Hollywood loves to be cynical about itself. A Star is Born delightedly shows its spin operation as ruthless, cut throat and controlling, planting stories about stars, covering up their misdemeanours (a regular requirement for the drunken Norman) and repackaging their lives into saleable commodities. Lionel Stander, as a heartlessly controlling press agent, is the heart of this, and the film doesn’t hold back on showing the dark powers of these studio fixers in action. But this is just a version of Hollywood: its telling that in A Star is Born while the middle management are condemned, the studio heads are absolved completely. Adolphe Menjou’s Selznick-like producer is an avuncular, uncle-like figure, endlessly caring and supportive of his stars who wouldn’t dream of any funny games to earn some money. This is a portrait of Hollywood where the top man is an affectionate saint – exposure only goes so far.

A Star is Born is also an interesting time capsule. Esther stares in admiration at a host of Hollywood Avenue stars of people must of the viewing public today would struggle to name (Norman Cantor anyone?). Seeking to impress while serving at a dinner party she’ll do impersonations of Garbo, Hepburn, Crawford and Mae West (the last even named). It’s a world where the continual production of content is even more on-going than on Netflix and the studios can start or end careers instantly. It’s a fascinating extra piece of interest in a highly effective, well-staged film. Even with its slightly murky early colour photography (it looks like a colourised black and white film), it’s a well-staged, effective romance with two very winning performances from its leads. Possibly one of the best versions of the story.
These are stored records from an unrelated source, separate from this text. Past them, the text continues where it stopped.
//! Depth- and time-bounded minimax AI with alpha-beta pruning

use rand::prelude::*;
use rand_chacha::ChaCha8Rng;
use std::cell::Cell;
use std::time::{Duration, Instant};

use crate::board::CoordPair;
use crate::config::GameConfig;
use crate::eval::{evaluate, Heuristics};
use crate::game::{GameState, Player};
use crate::stats::Stats;

// ============================================================================
// CONSTANTS
// ============================================================================

/// Upper bound of any heuristic score
pub const MAX_SCORE: i64 = 2_000_000_000;

/// Lower bound of any heuristic score
pub const MIN_SCORE: i64 = -2_000_000_000;

/// Search stops exploring once less than this much of the budget remains
pub const SAFETY_MARGIN: Duration = Duration::from_millis(500);

// ============================================================================
// CLOCKS
// ============================================================================

/// Source of wall-clock time for the search deadline
pub trait Clock {
    fn now(&self) -> Instant;
}

/// The real monotonic clock
#[derive(Clone, Copy, Debug, Default)]
pub struct SystemClock;

impl Clock for SystemClock {
    fn now(&self) -> Instant {
        Instant::now()
    }
}

/// Deterministic clock for tests: advances by `tick` on every read
#[derive(Debug)]
pub struct ManualClock {
    origin: Instant,
    offset: Cell<Duration>,
    tick: Duration,
}

impl ManualClock {
    /// A clock that never moves
    pub fn frozen() -> Self {
        Self::ticking(Duration::ZERO)
    }

    pub fn ticking(tick: Duration) -> Self {
        Self {
            origin: Instant::now(),
            offset: Cell::new(Duration::ZERO),
            tick,
        }
    }

    pub fn advance(&self, by: Duration) {
        self.offset.set(self.offset.get() + by);
    }
}

impl Clock for ManualClock {
    fn now(&self) -> Instant {
        let now = self.origin + self.offset.get();
        self.advance(self.tick);
        now
    }
}

/// Per-move time budget measured from the start of a search
struct Deadline<'a> {
    clock: &'a dyn Clock,
    start: Instant,
    budget: Duration,
}

impl<'a> Deadline<'a> {
    fn start(clock: &'a dyn Clock, budget: Duration) -> Self {
        Self {
            clock,
            start: clock.now(),
            budget,
        }
    }

    fn elapsed(&self) -> Duration {
        self.clock.now().saturating_duration_since(self.start)
    }

    fn is_near(&self) -> bool {
        self.budget.saturating_sub(self.elapsed()) < SAFETY_MARGIN
    }
}

// ============================================================================
// ALPHA-BETA AI
// ============================================================================

/// What a search found
#[derive(Clone, Copy, Debug, PartialEq, Eq)]
pub struct SearchOutcome {
    pub best_move: Option<CoordPair>,
    /// Minimax value, positive favors the Attacker
    pub score: i64,
    /// Leaf evaluations performed
    pub nodes: u64,
    pub elapsed: Duration,
    /// The time budget cut the search short
    pub timed_out: bool,
}

/// Minimax AI player
pub struct AlphaBetaAI {
    pub max_depth: u32,
    pub max_time: Duration,
    pub alpha_beta: bool,
    pub randomize: bool,
    pub heuristics: Heuristics,
    rng: ChaCha8Rng,
    clock: Box<dyn Clock>,
}

impl AlphaBetaAI {
    pub fn new(max_depth: u32, heuristics: Heuristics) -> Self {
        Self {
            max_depth,
            max_time: Duration::from_secs(5),
            alpha_beta: true,
            randomize: false,
            heuristics,
            rng: ChaCha8Rng::seed_from_u64(42),
            clock: Box::new(SystemClock),
        }
    }

    pub fn from_config(config: &GameConfig) -> Self {
        Self {
            max_depth: config.max_depth,
            max_time: config.move_time(),
            alpha_beta: config.alpha_beta,
            randomize: config.randomize_moves,
            heuristics: config.heuristics.clone(),
            rng: ChaCha8Rng::seed_from_u64(config.seed),
            clock: Box::new(SystemClock),
        }
    }

    pub fn with_seed(mut self, seed: u64) -> Self {
        self.rng = ChaCha8Rng::seed_from_u64(seed);
        self
    }

    pub fn with_clock(mut self, clock: impl Clock + 'static) -> Self {
        self.clock = Box::new(clock);
        self
    }

    /// Best move for the side to move; `None` only when it has no legal action
    pub fn suggest_move(&mut self, state: &GameState) -> Option<CoordPair> {
        self.search(state).best_move
    }

    pub fn search(&mut self, state: &GameState) -> SearchOutcome {
        let mut candidates: Vec<CoordPair> = state.move_candidates().collect();
        if self.randomize {
            candidates.shuffle(&mut self.rng);
        }

        let mut searcher = Searcher {
            deadline: Deadline::start(self.clock.as_ref(), self.max_time),
            heuristics: &self.heuristics,
            stats: state.stats(),
            root_player: state.next_player(),
            alpha_beta: self.alpha_beta,
            timed_out: false,
            nodes: 0,
        };

        let depth = self.max_depth.max(1);
        let (score, best_move) = if candidates.is_empty() {
            (searcher.leaf(state, 0), None)
        } else {
            searcher.expand(state, candidates.into_iter(), depth, MIN_SCORE, MAX_SCORE, 0)
        };

        let elapsed = searcher.deadline.elapsed();
        let outcome = SearchOutcome {
            best_move,
            score,
            nodes: searcher.nodes,
            elapsed,
            timed_out: searcher.timed_out,
        };
        state.stats().record_search(elapsed);

        if outcome.timed_out {
            tracing::info!("Search cut short by time budget after {:?}", elapsed);
        }
        tracing::debug!(
            "Search for {}: move={:?} score={} nodes={} elapsed={:?}",
            state.next_player(),
            best_move.map(|mv| mv.to_string()),
            score,
            outcome.nodes,
            elapsed
        );

        outcome
    }
}

// ============================================================================
// MINIMAX
// ============================================================================

/// State of one search, threaded through the recursion
struct Searcher<'a> {
    deadline: Deadline<'a>,
    heuristics: &'a Heuristics,
    stats: &'a Stats,
    root_player: Player,
    alpha_beta: bool,
    timed_out: bool,
    nodes: u64,
}

impl Searcher<'_> {
    fn minimax(&mut self, state: &GameState, depth: u32, alpha: i64, beta: i64, ply: u32) -> (i64, Option<CoordPair>) {
        if depth == 0 || state.is_terminal() || self.timed_out {
            return (self.leaf(state, ply), None);
        }
        self.expand(state, state.move_candidates(), depth, alpha, beta, ply)
    }

    /// Fold children into a max (Attacker) or min (Defender) node
    fn expand(
        &mut self,
        state: &GameState,
        candidates: impl Iterator<Item = CoordPair>,
        depth: u32,
        mut alpha: i64,
        mut beta: i64,
        ply: u32,
    ) -> (i64, Option<CoordPair>) {
        let maximizing = state.next_player() == Player::Attacker;
        let mut best_score = if maximizing { MIN_SCORE } else { MAX_SCORE };
        let mut best_move = None;

        for mv in candidates {
            let Some(child) = state.play(mv) else {
                continue;
            };
            let (score, _) = self.minimax(&child, depth - 1, alpha, beta, ply + 1);

            if maximizing {
                if best_move.is_none() || score > best_score {
                    best_score = score;
                    best_move = Some(mv);
                }
                alpha = alpha.max(best_score);
            } else {
                if best_move.is_none() || score < best_score {
                    best_score = score;
                    best_move = Some(mv);
                }
                beta = beta.min(best_score);
            }

            if self.alpha_beta && beta <= alpha {
                break;
            }
            if self.timed_out || self.deadline.is_near() {
                self.timed_out = true;
                break;
            }
        }

        match best_move {
            Some(_) => (best_score, best_move),
            // Nothing to play from here
            None => (self.leaf(state, ply), None),
        }
    }

    /// Static score in the Attacker-maximizing frame, from the root side's heuristic.
    /// Scoring each leaf from whichever side moves there would mix two frames in one min/max fold.
    fn leaf(&mut self, state: &GameState, ply: u32) -> i64 {
        self.nodes += 1;
        self.stats.record_depth(ply);
        let score = evaluate(state, self.root_player, self.heuristics);
        match self.root_player {
            Player::Attacker => score,
            Player::Defender => -score,
        }
    }
}

// ============================================================================
// TESTS
// ============================================================================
The Best Years of Our Lives (1946)

Harold Rusell, Dana Andrews and Fredric March find coming home can be as tough as war in The Best Years of Our Lives

Director: William Wyler

Cast: Myrna Loy (Milly Stephenson), Fredric March (Sgt Al Stephenson), Dana Andrews (Captain Fred Derry), Teresa Wright (Peggy Stephenson), Virginia Mayo (Marie Derry), Cathy O’Donnell (Wilma Cameron), Harold Russell (PO Homer Parish), Hoagy Carmichael (Butch Eagle), Gladys George (Hortense Derry), Roman Bohnen (Pat Derry), Ray Collins (Mr Milton)

Three men return from the Second World War. They’ve changed, but everything around them seems the same. How do they even begin to adjust when no one really understands what they’ve been through? The Best Years of Our Lives was a sensation when it was released, speaking to a whole country reeling from the shock of war. Many films focus on the gruelling experience of war, but few take on the struggle to find a place for veterans and help them reintegrate into normal life.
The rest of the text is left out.